Cursor (std::io compatibility)

use std::io::{Read, Write, Seek, SeekFrom};
use cowfile::CowFile;

let pf = CowFile::from_vec(vec![0u8; 64]);
let mut cursor = pf.cursor();

// Use standard I/O traits
cursor.write_all(&[0xDE, 0xAD, 0xBE, 0xEF]).unwrap();
cursor.seek(SeekFrom::Start(0)).unwrap();

let mut buf = [0u8; 4];
cursor.read_exact(&mut buf).unwrap();
assert_eq!(buf, [0xDE, 0xAD, 0xBE, 0xEF]);

Forking

use cowfile::CowFile;

let pf = CowFile::open("binary.exe").unwrap();
pf.write(0, &[0xFF]).unwrap();

// Fork re-opens the file — shares read pages via OS-level CoW
let forked = pf.fork().unwrap();
assert!(!forked.has_pending()); // Fork starts clean

Architecture

 Committed Buffer (immutable)    Pending Log (copy-on-write)
+---------------------+        +-------------------------+
| Vec<u8> or MmapMut  |  <---  | Vec<PendingWrite>       |
| (OS-level CoW)      |        | (applied on commit)     |
+---------------------+        +-------------------------+

  data()  -> &[u8] of committed buffer (zero-cost)
  read()  -> composites pending writes over committed state
  commit() -> applies pending to buffer, clears log
  discard() -> clears pending log without applying
  to_vec() / to_file() -> materializes with pending applied

API Summary

Constructors

Method Description
CowFile::from_vec(data) Create from an owned Vec<u8> (zero-copy move)
CowFile::open(path) Memory-map a file with copy-on-write semantics
CowFile::from_file(file) Memory-map from an open std::fs::File

Data Access

Method Description
data() Returns &[u8] of committed buffer (pending not visible)
read(offset, len) Read bytes with pending writes composited
read_byte(offset) Read a single byte with pending composited
read_le::<T>(offset) Read a primitive in little-endian order
read_be::<T>(offset) Read a primitive in big-endian order
read_type::<T>(offset) Read a user-defined ReadFrom type

Writing

Method Description
write(offset, data) Write bytes to the pending log (&self)
write_byte(offset, byte) Write a single byte to the pending log
write_le::<T>(offset, val) Write a primitive in little-endian order
write_be::<T>(offset, val) Write a primitive in big-endian order
write_type(offset, val) Write a user-defined WriteTo type

Lifecycle

Method Description
commit() Apply pending writes to the committed buffer (&mut self)
discard() Clear pending writes without applying (&mut self)
has_pending() Check if there are uncommitted writes
fork() Create an independent copy (re-maps file if mmap-backed)

Output

Method Description
to_vec() Produce Vec<u8> with pending applied
to_file(path) Write to disk with pending applied
into_vec() Consume and return data (zero-copy if no pending and Vec-backed)
cursor() Create a CowFileCursor implementing Read/Write/Seek

Metadata

Method Description
len() Total data length in bytes
is_empty() Whether the data is empty
source_path() Original file path (for open()-created instances)

Thread Safety

CowFile is Send + Sync.
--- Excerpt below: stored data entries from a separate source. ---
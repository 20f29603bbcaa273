//! CLI argument parsing for the index admin tool.
//!
//! CLI flags override every other config source.

use clap::{Args, Parser, Subcommand};
use fts_types::BackendKind;

/// Message full-text index administration
///
/// Checks, rebuilds and reports on the derived search index of each backend.
#[derive(Parser, Debug)]
#[command(name = "fts-admin")]
#[command(author, version, about, long_about = None)]
pub struct Cli {
    /// Path to config file (overrides default ~/.config/message-fts/config.toml)
    #[arg(short, long, global = true)]
    pub config: Option<String>,

    /// Set log level (trace, debug, info, warn, error)
    #[arg(short, long, global = true)]
    pub log_level: Option<String>,

    #[command(subcommand)]
    pub command: Commands,
}

/// Which backend a command acts on.
#[derive(Args, Debug, Clone)]
pub struct Target {
    /// Backend to operate on (sqlite, postgres)
    #[arg(short, long, default_value = "sqlite")]
    pub backend: BackendKind,

    /// Override the backend's database URL
    #[arg(long)]
    pub database_url: Option<String>,
}

#[derive(Subcommand, Debug)]
pub enum Commands {
    /// Run the startup check; if the index cannot be trusted, rebuild it and
    /// wait for the result
    Ensure {
        #[command(flatten)]
        target: Target,
    },

    /// Print flags, version record and live schema checks as JSON
    Status {
        #[command(flatten)]
        target: Target,
    },

    /// Rebuild the index now and wait for the result
    Rebuild {
        #[command(flatten)]
        target: Target,
    },

    /// Check the index schema objects without changing anything
    Validate {
        #[command(flatten)]
        target: Target,
    },
}

impl Commands {
    pub fn target(&self) -> &Target {
        match self {
            Commands::Ensure { target }
            | Commands::Status { target }
            | Commands::Rebuild { target }
            | Commands::Validate { target } => target,
        }
    }
}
The committed buffer can be read concurrently via data() from multiple threads. Writes to the pending log are serialised by an internal RwLock. The dirty flag uses an AtomicBool for a lock-free fast path when there are no pending writes.

Note that commit() and discard() require &mut self, so they need exclusive access.

License

Licensed under the Apache License, Version 2.0. See LICENSE-APACHE for details.